In the past, no one expected Bradley, which has been part of Lifespan for 20 years, to educate children. The focus in the past was on “taking care of their behavior,” said Sachs, who lauded Radka and his team. Bradley Schools, with a wide age range of students in any classroom, said Radka, have invested heavily in computer-based curricula to enable students to advance at their own pace.

“We’ve seen tremendous results in the past three or four years,” said Radka. “We used to have a zero percent return on [completed] homework; now some 85 percent [of students] are going home and working on their own – without instruction from us to do so.”

What could make these outpatient systems even better?

Tele-medicine, asserted Sachs and Radka, would allow pediatricians and school psychologists to consult readily with mental health providers, who could also talk with kids in crisis screen to screen. Rhode Island is “the worst in the country” for tele-medicine, said Sachs.
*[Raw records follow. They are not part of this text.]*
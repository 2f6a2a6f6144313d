//! Pool configuration types

/// Extent of execution-context synchronization performed before a freed
/// region becomes reusable.
#[derive(Debug, Clone, Copy, PartialEq, Eq, Default)]
pub enum SyncScope {
    /// No synchronization required
    #[default]
    None,
    /// Synchronize with the current device
    Device,
    /// Synchronize with all devices in the system
    System,
}

/// Configuration for a pool resource.
///
/// Presets mirror typical use: [`PoolOptions::host`] for heap-backed pools,
/// [`PoolOptions::device`] for device memory (deferred deallocation on,
/// per-device synchronization), [`PoolOptions::pinned`] for page-locked
/// host memory shared by all devices.
#[derive(Debug, Clone)]
pub struct PoolOptions {
    /// Upper bound on block sizes requested from upstream. Growth stops
    /// here; larger blocks appear only when a single allocation needs them.
    pub max_block_size: usize,
    /// Initial size of blocks requested from upstream
    pub min_block_size: usize,
    /// Factor by which the upstream request size grows after each
    /// successful acquisition, until it reaches `max_block_size`
    pub growth_factor: f32,
    /// Retry with halved sizes when upstream cannot satisfy the default
    /// upcoming block
    pub try_smaller_on_failure: bool,
    /// When even the minimum size fails, return wholly-free blocks to
    /// upstream and retry once. Ignored unless `try_smaller_on_failure`
    /// is set.
    pub return_to_upstream_on_failure: bool,
    /// To what extent `deallocate` synchronizes before making memory
    /// available again
    pub sync: SyncScope,
    /// Route deallocations through the background worker, if the pool
    /// variant supports it (otherwise ignored)
    pub enable_deferred_deallocation: bool,
    /// Backpressure threshold: an allocation finding more outstanding
    /// deferred deallocations than this waits for a batch to complete
    pub max_outstanding_deallocations: usize,
    /// Minimum alignment passed to upstream
    pub upstream_alignment: usize,
}

impl PoolOptions {
    /// Preset for heap-backed host pools: 4 KiB initial blocks growing to
    /// at most 256 MiB, no synchronization.
    pub fn host() -> Self {
        PoolOptions {
            max_block_size: 1 << 28,
            min_block_size: 1 << 12,
            growth_factor: 2.0,
            try_smaller_on_failure: true,
            return_to_upstream_on_failure: true,
            sync: SyncScope::None,
            enable_deferred_deallocation: false,
            max_outstanding_deallocations: 16,
            upstream_alignment: 256,
        }
    }

    /// Preset for device-memory pools: 1 MiB initial blocks growing to at
    /// most 4 GiB, per-device synchronization, deferred deallocation.
    pub fn device() -> Self {
        PoolOptions {
            max_block_size: 1 << 32,
            min_block_size: 1 << 20,
            sync: SyncScope::Device,
            enable_deferred_deallocation: true,
            ..Self::host()
        }
    }

    /// Preset for pinned host pools: device-sized blocks, but every device
    /// may be consuming the memory, so synchronize system-wide.
    pub fn pinned() -> Self {
        PoolOptions {
            sync: SyncScope::System,
            ..Self::device()
        }
    }

    pub fn with_max_block_size(mut self, bytes: usize) -> Self {
        self.max_block_size = bytes;
        self
    }

    pub fn with_min_block_size(mut self, bytes: usize) -> Self {
        self.min_block_size = bytes;
        self
    }

    pub fn with_growth_factor(mut self, factor: f32) -> Self {
        self.growth_factor = factor;
        self
    }

    pub fn with_try_smaller_on_failure(mut self, enabled: bool) -> Self {
        self.try_smaller_on_failure = enabled;
        self
    }

    pub fn with_return_to_upstream_on_failure(mut self, enabled: bool) -> Self {
        self.return_to_upstream_on_failure = enabled;
        self
    }

    pub fn with_sync(mut self, sync: SyncScope) -> Self {
        self.sync = sync;
        self
    }

    pub fn with_deferred_deallocation(mut self, enabled: bool) -> Self {
        self.enable_deferred_deallocation = enabled;
        self
    }

    pub fn with_max_outstanding_deallocations(mut self, count: usize) -> Self {
        self.max_outstanding_deallocations = count;
        self
    }

    pub fn with_upstream_alignment(mut self, alignment: usize) -> Self {
        self.upstream_alignment = alignment;
        self
    }
}

impl Default for PoolOptions {
    fn default() -> Self {
        Self::host()
    }
}
//! hippool - Coalescing memory pool for ROCm/HIP workloads
//!
//! A pooling memory resource layered over an expensive upstream allocator
//! (host heap, `hipMalloc`, pinned host memory). Freed regions are cached
//! in a merging free list and handed back to later allocations, with device
//! synchronization folded into deallocation so reused memory is always safe
//! in the execution context the pool serves.
//!
//! The deferred variant moves that synchronization off the caller's thread:
//! deallocations queue up and a background worker returns them to the pool
//! one batch - and one synchronization - at a time.

pub mod backend;
pub mod error;
pub mod logging;
pub mod pool;

pub use backend::{
    DeviceExecutor, HeapResource, MemoryContext, MemoryKind, MemoryResource, NullExecutor,
};
pub use error::{PoolError, PoolResult};
pub use pool::{
    CoalescingFreeList, DeallocParams, DeferredDeallocPool, FreeList, PoolLock, PoolOptions,
    PoolResource, SingleThreadLock, StdPoolLock, SyncScope,
};

#[cfg(feature = "rocm")]
pub use backend::{DeviceResource, HipExecutor, PinnedResource};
Ask pediatricians what their top 10 needs are, and six of them will be around behavioral health, he added.

With ongoing dramatic changes in health care, Sachs predicted that population health management is the wave of the future, whereby Lifespan, for example, will be allocated a fixed sum of money to manage a population’s medical and behavioral health needs. That would encourage creative approaches to preventive health and addressing issues as early as possible, rather than during a crisis, which is the most expensive, he said.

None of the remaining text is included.